Schematic diagram representing butanol production process from cyanobacteria. The steps required for large-scale production of butanol are strain development/improvement, cultivation in closed systems (PBRs) with simultaneous recovery of butanol. Here, ‘OR’ signifies the choice of any of the routes for the butanol recovery during the downstream processing

6 Conclusion

Biobutanol production using cyanobacterial cells is an advanced approach toward sustainability. In this article, various aspects of photosynthetic butanol synthesis from cyanobacteria have been reviewed.

The summary of the key findings of the review are:

  • Butanol has applications in chemical manufacturing industries and can be used directly as fuel, but for this, large-scale and cost-effective butanol production is of the utmost need

  • Cyanobacteria can serve as an alternative attractive non-native host for biofuel production

  • Advances in synthetic biology of cyanobacteria with the development of toolkits and genetic modification approaches will provide new and more straightforward strategies for strain improvement

  • Fourth-generation biobutanol production is a one-stage process which is advantageous over the third-generation two-stage production process

  • Improvement of product yield demands further genetic modulations together with the incorporation of butanol biosynthetic pathway

  • As mentioned previously, additional factors such as product toxicity, PBR design, etc., influence the product synthesis from genetically modified strains and should be dealt with to maximize the biobutanol yield.

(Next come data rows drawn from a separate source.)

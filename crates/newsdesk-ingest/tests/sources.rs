//! Integration tests for the source adapters and collector using wiremock HTTP mocks.

use std::collections::BTreeMap;
use std::time::Duration;

use newsdesk_core::{
    ArticleStore, CategoryLabel, FeedSource, FieldMapping, KeyedApiSource, SourceConfig,
};
use newsdesk_ingest::{
    build_http_client, collect_all, fetch_source, run_collection, CollectOptions, IngestError,
    JsonFileArticleStore,
};
use wiremock::matchers::{method, path, query_param};
use wiremock::{Mock, MockServer, ResponseTemplate};

fn test_client() -> reqwest::Client {
    build_http_client(30, "newsdesk-test/0.1").expect("client construction should not fail")
}

fn keyed_source(server: &MockServer, api_key: Option<&str>) -> SourceConfig {
    let mut params = BTreeMap::new();
    params.insert("country".to_string(), "in".to_string());
    SourceConfig::KeyedApi(KeyedApiSource {
        name: "GNews".to_string(),
        endpoint: format!("{}/api/v4/top-headlines", server.uri()),
        params,
        api_key_param: "apikey".to_string(),
        api_key_env: "GNEWS_KEY".to_string(),
        max_items: 50,
        mapping: FieldMapping {
            content: vec!["description".to_string()],
            ..FieldMapping::default()
        },
        api_key: api_key.map(str::to_string),
    })
}

fn feed_source(server: &MockServer, name: &str, route: &str) -> SourceConfig {
    SourceConfig::Feed(FeedSource {
        name: name.to_string(),
        url: format!("{}{route}", server.uri()),
        max_items: 30,
    })
}

const FEED: &str = r#"<?xml version="1.0"?>
<rss version="2.0"><channel><title>World</title>
  <item><title>Gaza ceasefire talks resume</title><link>https://news.example/gaza</link>
    <description>Negotiators met again on Monday.</description></item>
  <item><title>Cricket: India win series</title><link>https://news.example/cricket</link></item>
</channel></rss>"#;

#[tokio::test]
async fn keyed_api_sends_key_and_params_and_maps_items() {
    let server = MockServer::start().await;

    let body = serde_json::json!({
        "totalArticles": 2,
        "articles": [
            {
                "title": "Rupee steadies against dollar",
                "description": "The rupee held firm in early trade.",
                "url": "https://gnews.example/rupee",
                "image": "https://gnews.example/rupee.jpg",
                "publishedAt": "2026-03-04T10:15:00Z"
            },
            {
                "title": "Tech layoffs slow",
                "url": "https://gnews.example/tech"
            }
        ]
    });

    Mock::given(method("GET"))
        .and(path("/api/v4/top-headlines"))
        .and(query_param("apikey", "test-key"))
        .and(query_param("country", "in"))
        .respond_with(ResponseTemplate::new(200).set_body_json(&body))
        .expect(1)
        .mount(&server)
        .await;

    let fetch = fetch_source(
        &test_client(),
        &keyed_source(&server, Some("test-key")),
        Duration::from_secs(5),
    )
    .await;

    assert!(fetch.error.is_none(), "unexpected error: {:?}", fetch.error);
    assert_eq!(fetch.source, "GNews");
    assert_eq!(fetch.records.len(), 2);
    assert_eq!(fetch.records[0].title, "Rupee steadies against dollar");
    assert_eq!(
        fetch.records[0].content.as_deref(),
        Some("The rupee held firm in early trade.")
    );
    assert_eq!(
        fetch.records[0].image.as_deref(),
        Some("https://gnews.example/rupee.jpg")
    );
    assert!(fetch.records[1].content.is_none());
}

#[tokio::test]
async fn keyed_api_without_key_is_unavailable_and_sends_nothing() {
    let server = MockServer::start().await;

    Mock::given(method("GET"))
        .respond_with(ResponseTemplate::new(200))
        .expect(0)
        .mount(&server)
        .await;

    let fetch = fetch_source(
        &test_client(),
        &keyed_source(&server, None),
        Duration::from_secs(5),
    )
    .await;

    assert!(fetch.records.is_empty());
    assert!(matches!(
        fetch.error,
        Some(IngestError::SourceUnavailable { ref source_name, .. }) if source_name == "GNews"
    ));
}

#[tokio::test]
async fn server_error_degrades_to_empty_yield() {
    let server = MockServer::start().await;

    Mock::given(method("GET"))
        .respond_with(ResponseTemplate::new(503))
        .mount(&server)
        .await;

    let fetch = fetch_source(
        &test_client(),
        &keyed_source(&server, Some("test-key")),
        Duration::from_secs(5),
    )
    .await;

    assert!(fetch.records.is_empty());
    assert!(matches!(
        fetch.error,
        Some(IngestError::UnexpectedStatus { status: 503, .. })
    ));
}

#[tokio::test]
async fn non_json_body_degrades_to_empty_yield() {
    let server = MockServer::start().await;

    Mock::given(method("GET"))
        .respond_with(ResponseTemplate::new(200).set_body_string("<html>maintenance</html>"))
        .mount(&server)
        .await;

    let fetch = fetch_source(
        &test_client(),
        &keyed_source(&server, Some("test-key")),
        Duration::from_secs(5),
    )
    .await;

    assert!(fetch.records.is_empty());
    assert!(matches!(fetch.error, Some(IngestError::Decode { .. })));
}

#[tokio::test]
async fn slow_source_times_out() {
    let server = MockServer::start().await;

    Mock::given(method("GET"))
        .respond_with(
            ResponseTemplate::new(200)
                .set_body_string(FEED)
                .set_delay(Duration::from_secs(5)),
        )
        .mount(&server)
        .await;

    let fetch = fetch_source(
        &test_client(),
        &feed_source(&server, "Slow", "/slow.xml"),
        Duration::from_millis(300),
    )
    .await;

    assert!(fetch.records.is_empty());
    assert!(matches!(fetch.error, Some(IngestError::Timeout { .. })));
}

#[tokio::test]
async fn feed_source_is_fetched_and_parsed() {
    let server = MockServer::start().await;

    Mock::given(method("GET"))
        .and(path("/world.xml"))
        .respond_with(ResponseTemplate::new(200).set_body_string(FEED))
        .mount(&server)
        .await;

    let fetch = fetch_source(
        &test_client(),
        &feed_source(&server, "BBC-World", "/world.xml"),
        Duration::from_secs(5),
    )
    .await;

    assert!(fetch.error.is_none());
    assert_eq!(fetch.records.len(), 2);
    assert_eq!(fetch.records[0].source, "BBC-World");
    assert_eq!(fetch.records[0].url, "https://news.example/gaza");
}

#[tokio::test]
async fn collect_all_dedups_across_sources_and_survives_failures() {
    let server = MockServer::start().await;

    Mock::given(method("GET"))
        .and(path("/a.xml"))
        .respond_with(ResponseTemplate::new(200).set_body_string(FEED))
        .mount(&server)
        .await;
    Mock::given(method("GET"))
        .and(path("/b.xml"))
        .respond_with(ResponseTemplate::new(200).set_body_string(FEED))
        .mount(&server)
        .await;
    Mock::given(method("GET"))
        .and(path("/down.xml"))
        .respond_with(ResponseTemplate::new(500))
        .mount(&server)
        .await;

    let sources = vec![
        feed_source(&server, "Down", "/down.xml"),
        feed_source(&server, "A", "/a.xml"),
        feed_source(&server, "B", "/b.xml"),
    ];
    let options = CollectOptions {
        timeout_secs: 5,
        max_concurrent: 2,
    };

    let report = collect_all(&test_client(), &sources, options).await;

    assert_eq!(report.articles.len(), 2);
    assert!(report.articles.iter().all(|a| a.source == "A"));
    assert_eq!(report.duplicates_dropped, 2);
    let names: Vec<&str> = report.yields.iter().map(|y| y.source.as_str()).collect();
    assert_eq!(names, vec!["Down", "A", "B"]);
    assert_eq!(report.yields[0].fetched, 0);
    assert!(report.yields[0].error.is_some());
    assert_eq!(report.failed_sources(), 1);
}

#[tokio::test]
async fn run_collection_persists_an_enriched_pool() {
    let server = MockServer::start().await;

    Mock::given(method("GET"))
        .respond_with(ResponseTemplate::new(200).set_body_string(FEED))
        .mount(&server)
        .await;

    let dir = tempfile::tempdir().expect("tempdir");
    let store = JsonFileArticleStore::new(dir.path().join("news_pool.json"));
    let sources = vec![feed_source(&server, "Wire", "/feed.xml")];

    let report = run_collection(&test_client(), &sources, CollectOptions::default(), &store)
        .await
        .expect("collection should succeed");
    assert_eq!(report.articles.len(), 2);

    let pool = store
        .load_categorized_articles()
        .await
        .expect("pool should load");
    assert_eq!(pool.len(), 2);
    assert_eq!(pool[0].category, Some(CategoryLabel::World));
    assert_eq!(pool[1].category, Some(CategoryLabel::Sports));
    for article in &pool {
        let synopsis = article.synopsis.as_deref().expect("synopsis set");
        assert!(synopsis.ends_with('.') && !synopsis.ends_with(".."));
    }
}
//! Preference and digest command handlers.
//!
//! These all run against Postgres; the article pool is read from the
//! configured JSON file.

use std::sync::Arc;

use chrono::{NaiveDate, Utc};
use clap::Subcommand;
use newsdesk_core::{AppConfig, CategoryLabel, DigestRecord};
use newsdesk_db::{PgDigestStore, PgPreferenceStore};
use newsdesk_digest::{DigestBuilder, DigestOutcome, PreferenceLedger};
use newsdesk_ingest::JsonFileArticleStore;

use crate::explain::{build_explainer, newspaper_text};
use crate::news::truncate;

/// Sub-commands available under `digest`.
#[derive(Debug, Subcommand)]
pub enum DigestCommands {
    /// Build today's digest for a user (no-op if one already exists)
    Build {
        #[arg(long)]
        user: String,
        /// Calendar day in UTC, YYYY-MM-DD (defaults to today)
        #[arg(long)]
        date: Option<NaiveDate>,
    },
    /// Show the user's most recent digest
    Show {
        #[arg(long)]
        user: String,
        /// Rewrite each entry as a short newspaper paragraph
        #[arg(long)]
        newspaper: bool,
    },
}

fn ledger(pool: &sqlx::PgPool) -> PreferenceLedger {
    PreferenceLedger::new(Arc::new(PgPreferenceStore::new(pool.clone())))
}

fn builder(pool: &sqlx::PgPool, config: &AppConfig) -> DigestBuilder {
    DigestBuilder::new(
        ledger(pool),
        Arc::new(PgDigestStore::new(pool.clone())),
        Arc::new(JsonFileArticleStore::new(&config.pool_path)),
    )
    .with_cap(config.digest_cap)
}

pub(crate) async fn run_track(
    pool: &sqlx::PgPool,
    user: &str,
    category: CategoryLabel,
    weight: u64,
) -> anyhow::Result<()> {
    let score = ledger(pool).record_signal(user, category, weight).await?;
    println!("{user}: {category} is now {score}");
    Ok(())
}

pub(crate) async fn run_prefs(pool: &sqlx::PgPool, user: &str) -> anyhow::Result<()> {
    let ranked = ledger(pool).ranked_preferences(user).await?;
    if ranked.is_empty() {
        println!("no preferences recorded for {user}; use `newsdesk track` first");
        return Ok(());
    }

    println!("{:<10}SCORE", "CATEGORY");
    for pref in &ranked {
        println!("{:<10}{}", pref.category, pref.score);
    }
    Ok(())
}

pub(crate) async fn run_digest(
    pool: &sqlx::PgPool,
    config: &AppConfig,
    command: DigestCommands,
) -> anyhow::Result<()> {
    match command {
        DigestCommands::Build { user, date } => {
            let date = date.unwrap_or_else(|| Utc::now().date_naive());
            let outcome = builder(pool, config).build_digest(&user, date).await?;
            match outcome {
                DigestOutcome::Built(record) => {
                    println!("built digest for {user} on {date}");
                    print_digest(&record);
                }
                DigestOutcome::AlreadyBuilt(record) => {
                    println!("digest for {user} on {date} already exists");
                    print_digest(&record);
                }
                DigestOutcome::NoPreferences => {
                    println!("no preferences recorded for {user}; digest not built");
                }
            }
        }
        DigestCommands::Show { user, newspaper } => {
            let Some(record) = builder(pool, config).latest_digest(&user).await? else {
                println!("no digest built for {user} yet; run `newsdesk digest build`");
                return Ok(());
            };
            if newspaper {
                let explainer = build_explainer(config)?;
                println!("{user}'s newspaper for {}", record.date);
                for article in &record.articles {
                    println!();
                    println!("{}", article.title);
                    println!("{}", newspaper_text(explainer.as_ref(), article).await);
                }
            } else {
                print_digest(&record);
            }
        }
    }
    Ok(())
}

fn print_digest(record: &DigestRecord) {
    if record.articles.is_empty() {
        println!("(no matching articles)");
        return;
    }
    for (i, article) in record.articles.iter().enumerate() {
        let category = article
            .category
            .map_or_else(|| "\u{2014}".to_string(), |c| c.to_string());
        println!("{:>2}. [{category}] {}", i + 1, truncate(&article.title, 70));
    }
}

There are still many technical and biological challenges to be overcome before scaling up cyanobacterial biobutanol production. The amount of butanol obtained from genetically engineered cyanobacteria under photoautotrophic conditions is, however, very low compared to the traditional ABE fermentation process. Further research and developments in the tools and methodologies of synthetic biology in cyanobacteria can help the utilization of thermophilic, fast-growing strains and butanol tolerant cyanobacteria for constructing more robust strains needed for industrial-scale butanol production. Genome scale metabolic model can be used as tool for assisting cyanobacterial engineering by identifying the rate-limiting steps of the biosynthetic pathway responsible for the low yield. This knowledge can help for improving butanol yield by enzyme overexpression or protein and cofactor engineering. Minimization of the loss of photosynthetically fixed carbon can also help increase the yield. The native pathway genes which are involved in carbon loss can be suppressed or deleted for increasing the flow of carbon in biosynthetic pathway. In situ product recovery coupled with autotrophic production process can also improve the yield by reducing the product toxicity. Besides these, more research for optimization of process parameters and development of mass cultivations systems and recovery strategies is still required for industrial-scale cyanobacterial biobutanol production.